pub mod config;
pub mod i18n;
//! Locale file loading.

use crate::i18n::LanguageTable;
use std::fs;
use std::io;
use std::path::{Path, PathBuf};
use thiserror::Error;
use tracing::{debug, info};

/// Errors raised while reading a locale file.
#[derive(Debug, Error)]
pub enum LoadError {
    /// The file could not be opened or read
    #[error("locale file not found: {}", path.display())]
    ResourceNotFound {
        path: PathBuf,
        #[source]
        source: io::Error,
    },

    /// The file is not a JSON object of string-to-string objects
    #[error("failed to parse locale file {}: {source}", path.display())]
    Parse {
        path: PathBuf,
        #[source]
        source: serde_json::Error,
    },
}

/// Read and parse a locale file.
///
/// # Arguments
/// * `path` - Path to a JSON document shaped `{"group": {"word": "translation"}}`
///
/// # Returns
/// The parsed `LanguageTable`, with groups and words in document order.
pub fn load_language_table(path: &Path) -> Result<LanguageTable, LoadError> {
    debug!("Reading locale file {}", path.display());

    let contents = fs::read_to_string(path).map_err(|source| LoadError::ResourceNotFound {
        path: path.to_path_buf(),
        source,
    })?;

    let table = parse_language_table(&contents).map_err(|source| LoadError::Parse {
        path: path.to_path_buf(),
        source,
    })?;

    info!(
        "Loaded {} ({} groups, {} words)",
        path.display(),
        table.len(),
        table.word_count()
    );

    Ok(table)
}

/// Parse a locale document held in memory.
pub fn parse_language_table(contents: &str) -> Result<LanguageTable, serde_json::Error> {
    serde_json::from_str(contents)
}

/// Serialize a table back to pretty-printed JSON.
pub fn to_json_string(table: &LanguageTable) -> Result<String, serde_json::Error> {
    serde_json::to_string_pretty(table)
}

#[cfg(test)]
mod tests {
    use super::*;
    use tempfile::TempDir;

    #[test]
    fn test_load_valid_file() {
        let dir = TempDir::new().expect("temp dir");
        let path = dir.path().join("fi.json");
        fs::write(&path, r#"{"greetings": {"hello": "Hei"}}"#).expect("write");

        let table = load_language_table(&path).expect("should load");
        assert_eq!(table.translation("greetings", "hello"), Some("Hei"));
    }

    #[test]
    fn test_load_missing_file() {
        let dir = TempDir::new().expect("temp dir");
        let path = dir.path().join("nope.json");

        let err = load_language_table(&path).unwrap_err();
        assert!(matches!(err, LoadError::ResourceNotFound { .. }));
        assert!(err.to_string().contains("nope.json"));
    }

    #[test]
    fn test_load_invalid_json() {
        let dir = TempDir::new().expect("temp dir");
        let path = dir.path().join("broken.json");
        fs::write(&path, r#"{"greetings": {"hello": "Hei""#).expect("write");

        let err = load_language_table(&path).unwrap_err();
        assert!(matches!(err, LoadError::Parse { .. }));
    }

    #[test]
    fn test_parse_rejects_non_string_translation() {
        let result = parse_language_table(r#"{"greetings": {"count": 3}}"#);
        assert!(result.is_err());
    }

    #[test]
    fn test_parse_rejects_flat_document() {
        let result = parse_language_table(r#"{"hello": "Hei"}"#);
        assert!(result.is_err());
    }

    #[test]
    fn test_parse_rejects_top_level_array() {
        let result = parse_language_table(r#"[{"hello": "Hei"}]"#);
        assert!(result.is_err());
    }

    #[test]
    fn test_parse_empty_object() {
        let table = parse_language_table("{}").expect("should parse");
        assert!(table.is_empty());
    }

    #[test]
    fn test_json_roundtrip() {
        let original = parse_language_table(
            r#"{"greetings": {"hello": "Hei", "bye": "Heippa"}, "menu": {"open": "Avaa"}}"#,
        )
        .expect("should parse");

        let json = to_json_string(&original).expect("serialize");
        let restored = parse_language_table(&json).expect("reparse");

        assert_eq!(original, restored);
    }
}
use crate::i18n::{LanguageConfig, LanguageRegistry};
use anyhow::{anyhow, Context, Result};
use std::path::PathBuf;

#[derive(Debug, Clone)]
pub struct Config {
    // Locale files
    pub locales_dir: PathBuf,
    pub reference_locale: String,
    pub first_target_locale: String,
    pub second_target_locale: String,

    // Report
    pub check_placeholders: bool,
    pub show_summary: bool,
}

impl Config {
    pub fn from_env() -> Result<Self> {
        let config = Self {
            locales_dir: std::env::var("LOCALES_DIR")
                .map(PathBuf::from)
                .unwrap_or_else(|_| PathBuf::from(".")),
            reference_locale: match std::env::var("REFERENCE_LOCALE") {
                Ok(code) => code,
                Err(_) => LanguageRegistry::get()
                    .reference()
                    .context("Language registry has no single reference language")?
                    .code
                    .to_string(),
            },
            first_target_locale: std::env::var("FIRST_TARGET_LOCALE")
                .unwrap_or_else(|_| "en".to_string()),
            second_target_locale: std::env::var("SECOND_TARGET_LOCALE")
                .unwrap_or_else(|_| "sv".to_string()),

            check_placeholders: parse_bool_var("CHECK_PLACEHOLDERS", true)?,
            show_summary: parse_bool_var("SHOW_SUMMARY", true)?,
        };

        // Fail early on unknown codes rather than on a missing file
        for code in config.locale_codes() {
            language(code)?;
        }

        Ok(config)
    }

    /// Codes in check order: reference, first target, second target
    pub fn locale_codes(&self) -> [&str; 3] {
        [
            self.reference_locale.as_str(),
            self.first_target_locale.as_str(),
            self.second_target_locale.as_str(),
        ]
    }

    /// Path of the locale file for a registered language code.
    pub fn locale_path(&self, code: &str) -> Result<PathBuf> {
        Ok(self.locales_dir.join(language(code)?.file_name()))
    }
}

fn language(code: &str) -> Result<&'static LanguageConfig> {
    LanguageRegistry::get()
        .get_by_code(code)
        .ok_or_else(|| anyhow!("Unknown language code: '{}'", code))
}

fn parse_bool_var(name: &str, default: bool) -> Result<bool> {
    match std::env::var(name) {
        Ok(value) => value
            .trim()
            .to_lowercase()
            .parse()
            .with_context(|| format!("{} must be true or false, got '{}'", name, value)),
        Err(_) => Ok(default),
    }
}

· · ·

[Work instruction] Transcribe the opening lines of the listing exactly, please. Stop after the line that contains "opened or read".

[Output below]
pub mod config;
pub mod i18n;
//! Locale file loading.

use crate::i18n::LanguageTable;
use std::fs;
use std::io;
use std::path::{Path, PathBuf};
use thiserror::Error;
use tracing::{debug, info};

/// Errors raised while reading a locale file.
#[derive(Debug, Error)]
pub enum LoadError {
    /// The file could not be opened or read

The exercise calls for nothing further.